A search engine inspired platform enabling open sharing and access of both data and results from all genomic studies

Year of award: 2019

Grantholders

  • Dr John Lees

    Imperial College London

Project summary

Large amounts of public and charity money have been spent on genomic studies. In non-model organisms, which make up over half of all available sequence data, sharing falls far short of the standards of democratisation and dissemination that funders and researchers envisage. Common issues include paywalled publications, needing to repeat expensive basic data processing steps and difficulty even finding data. Overcoming these issues requires significant amounts of time, expertise and computational resources. A combination of inflexible database services, lack of advanced methods, and high hurdles to sharing published analyses have collectively led to this situation. Innovative solutions are desperately needed.

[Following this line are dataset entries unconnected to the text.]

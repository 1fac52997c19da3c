// structural/rust.rs — Rust structural analysis backed by syn.
//
// Enforces the error-handling law for a language with sum-type results:
// a function whose name promises a meaningful failure mode must not use
// `Option` as its failure channel, and no function may erase its error
// into `Box<dyn Error>`. Also proves (rather than pattern-matches) the
// unconditional-authorization case: an auth-named function whose entire
// body is the literal `true` (or `Ok(true)`).

use crate::names;
use crate::violation::{ConstructCode, Violation};

/// Analyze Rust source. Parse failure is itself a violation.
pub fn analyze(content: &str) -> Vec<Violation> {
    let file = match syn::parse_file(content) {
        Ok(file) => file,
        Err(err) => {
            let line = err.span().start().line.max(1);
            return vec![Violation::new(
                ConstructCode::UnparseableSource,
                line,
                format!("Rust source does not parse: {}", err),
            )];
        }
    };

    let mut violations = Vec::new();
    walk_items(&file.items, &mut violations);
    violations
}

fn walk_items(items: &[syn::Item], violations: &mut Vec<Violation>) {
    for item in items {
        match item {
            syn::Item::Fn(item_fn) => {
                check_fn(&item_fn.sig, &item_fn.block, violations);
            }
            syn::Item::Impl(item_impl) => {
                for impl_item in &item_impl.items {
                    if let syn::ImplItem::Fn(method) = impl_item {
                        check_fn(&method.sig, &method.block, violations);
                    }
                }
            }
            syn::Item::Mod(item_mod) => {
                if let Some((_, nested)) = &item_mod.content {
                    walk_items(nested, violations);
                }
            }
            _ => {}
        }
    }
}

fn check_fn(sig: &syn::Signature, block: &syn::Block, violations: &mut Vec<Violation>) {
    let name = sig.ident.to_string();
    let line = sig.ident.span().start().line.max(1);

    if let syn::ReturnType::Type(_, ty) = &sig.output {
        if names::is_fallible_name(&name) && is_option(ty) {
            violations.push(Violation::new(
                ConstructCode::OptionAsErrorChannel,
                line,
                format!(
                    "fallible function '{}' returns Option; use a rich error type",
                    name
                ),
            ));
        }
        if is_boxed_error_result(ty) {
            violations.push(Violation::new(
                ConstructCode::ErasedBoxedError,
                line,
                format!(
                    "function '{}' erases its error into Box<dyn Error>",
                    name
                ),
            ));
        }
    }

    if names::is_auth_name(&name) && body_is_literal_true(block) {
        violations.push(Violation::new(
            ConstructCode::AuthDecisionAlwaysTrue,
            line,
            format!(
                "authorization function '{}' unconditionally evaluates to true",
                name
            ),
        ));
    }
}

/// Does the body consist solely of the literal `true`, `Ok(true)`, or
/// `return true;`? That is the unambiguous unconditional case.
fn body_is_literal_true(block: &syn::Block) -> bool {
    if block.stmts.len() != 1 {
        return false;
    }
    match &block.stmts[0] {
        syn::Stmt::Expr(expr, _) => expr_is_literal_true(expr),
        _ => false,
    }
}

fn expr_is_literal_true(expr: &syn::Expr) -> bool {
    match expr {
        syn::Expr::Lit(lit) => matches!(
            &lit.lit,
            syn::Lit::Bool(value) if value.value
        ),
        // Ok(true)
        syn::Expr::Call(call) => {
            if let syn::Expr::Path(path) = call.func.as_ref() {
                let is_ok = path
                    .path
                    .segments
                    .last()
                    .is_some_and(|segment| segment.ident == "Ok");
                is_ok
                    && call.args.len() == 1
                    && call.args.first().is_some_and(expr_is_literal_true)
            } else {
                false
            }
        }
        syn::Expr::Return(ret) => ret
            .expr
            .as_deref()
            .is_some_and(expr_is_literal_true),
        _ => false,
    }
}

fn is_option(ty: &syn::Type) -> bool {
    last_segment(ty).is_some_and(|segment| segment.ident == "Option")
}

/// Result<_, Box<dyn ...Error...>> in any path spelling.
fn is_boxed_error_result(ty: &syn::Type) -> bool {
    let Some(segment) = last_segment(ty) else {
        return false;
    };
    if segment.ident != "Result" {
        return false;
    }
    let syn::PathArguments::AngleBracketed(args) = &segment.arguments else {
        return false;
    };
    let types: Vec<&syn::Type> = args
        .args
        .iter()
        .filter_map(|arg| match arg {
            syn::GenericArgument::Type(ty) => Some(ty),
            _ => None,
        })
        .collect();
    // Result<T> aliases carry their error elsewhere; nothing to inspect.
    let Some(error_ty) = types.get(1) else {
        return false;
    };
    is_boxed_dyn_error(error_ty)
}

fn is_boxed_dyn_error(ty: &syn::Type) -> bool {
    let Some(segment) = last_segment(ty) else {
        return false;
    };
    if segment.ident != "Box" {
        return false;
    }
    let syn::PathArguments::AngleBracketed(args) = &segment.arguments else {
        return false;
    };
    args.args.iter().any(|arg| {
        let syn::GenericArgument::Type(syn::Type::TraitObject(obj)) = arg else {
            return false;
        };
        obj.bounds.iter().any(|bound| {
            let syn::TypeParamBound::Trait(trait_bound) = bound else {
                return false;
            };
            trait_bound
                .path
                .segments
                .last()
                .is_some_and(|seg| seg.ident == "Error")
        })
    })
}

fn last_segment(ty: &syn::Type) -> Option<&syn::PathSegment> {
    match ty {
        syn::Type::Path(path) => path.path.segments.last(),
        _ => None,
    }
}

#[cfg(test)]
mod tests {
    use super::*;

    #[test]
    fn parse_failure_is_a_violation() {
        let violations = analyze("fn broken( {");
        assert_eq!(violations.len(), 1);
        assert_eq!(violations[0].code, ConstructCode::UnparseableSource);
    }

    #[test]
    fn fallible_name_returning_option_is_flagged() {
        let source = "pub fn parse_header(input: &str) -> Option<Header> { None }";
        let violations = analyze(source);
        assert_eq!(violations.len(), 1);
        assert_eq!(violations[0].code, ConstructCode::OptionAsErrorChannel);
        assert_eq!(violations[0].line, 1);
    }

    #[test]
    fn lookup_returning_option_is_fine() {
        let source = "pub fn find_plan(hash: &str) -> Option<Plan> { None }";
        assert!(analyze(source).is_empty());
    }

    #[test]
    fn boxed_error_result_is_flagged() {
        let source =
            "fn load_state(path: &Path) -> Result<State, Box<dyn std::error::Error>> { read(path) }";
        let violations = analyze(source);
        assert!(violations
            .iter()
            .any(|v| v.code == ConstructCode::ErasedBoxedError));
    }

    #[test]
    fn rich_error_result_is_fine() {
        let source = "fn load_state(path: &Path) -> Result<State, StateError> { read(path) }";
        assert!(analyze(source).is_empty());
    }

    #[test]
    fn auth_fn_with_literal_true_body_is_flagged() {
        let source = "fn is_allowed(user: &User) -> bool { true }";
        let violations = analyze(source);
        assert_eq!(violations[0].code, ConstructCode::AuthDecisionAlwaysTrue);
    }

    #[test]
    fn auth_fn_returning_ok_true_is_flagged() {
        let source = "fn check_access(u: &User) -> Result<bool, AccessError> { Ok(true) }";
        let violations = analyze(source);
        assert!(violations
            .iter()
            .any(|v| v.code == ConstructCode::AuthDecisionAlwaysTrue));
    }

    #[test]
    fn auth_fn_with_real_logic_is_fine() {
        let source = r#"
fn is_allowed(user: &User) -> bool {
    user.roles.contains(&Role::Admin)
}
"#;
        assert!(analyze(source).is_empty());
    }

    #[test]
    fn methods_inside_impls_are_checked() {
        let source = r#"
struct Gate;
impl Gate {
    fn is_allowed(&self) -> bool { true }
}
"#;
        let violations = analyze(source);
        assert_eq!(violations[0].code, ConstructCode::AuthDecisionAlwaysTrue);
        assert_eq!(violations[0].line, 4);
    }

    #[test]
    fn nested_modules_are_walked() {
        let source = r#"
mod inner {
    pub fn parse_config(s: &str) -> Option<Config> { None }
}
"#;
        let violations = analyze(source);
        assert_eq!(violations[0].code, ConstructCode::OptionAsErrorChannel);
    }
}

We will link datasets with inherently variable structures, searchable with new indexing tools and a novel ranking algorithm to make these invaluable scientific resources truly open. We will adapt technology used by search engines, which index, rank and deliver results from billions of webpages which have no unified structure. Our tool will allow users to search for sequences or other biological features and group results by samples, species or projects. Results will be ordered by relevance, linked to downloads of published data and visualisations and further enhanced with analysis performed by the tool itself. Web and programmatic interfaces will be available.

Our solution’s flexibility, relaxing almost all format requirements imposed by databases on researchers, will lead to broad uptake. Many research communities will benefit, such as microbiology, immunology, bioinformatics, low- and middle-income countries and public health, and we anticipate starting to shift open research practices in genomics.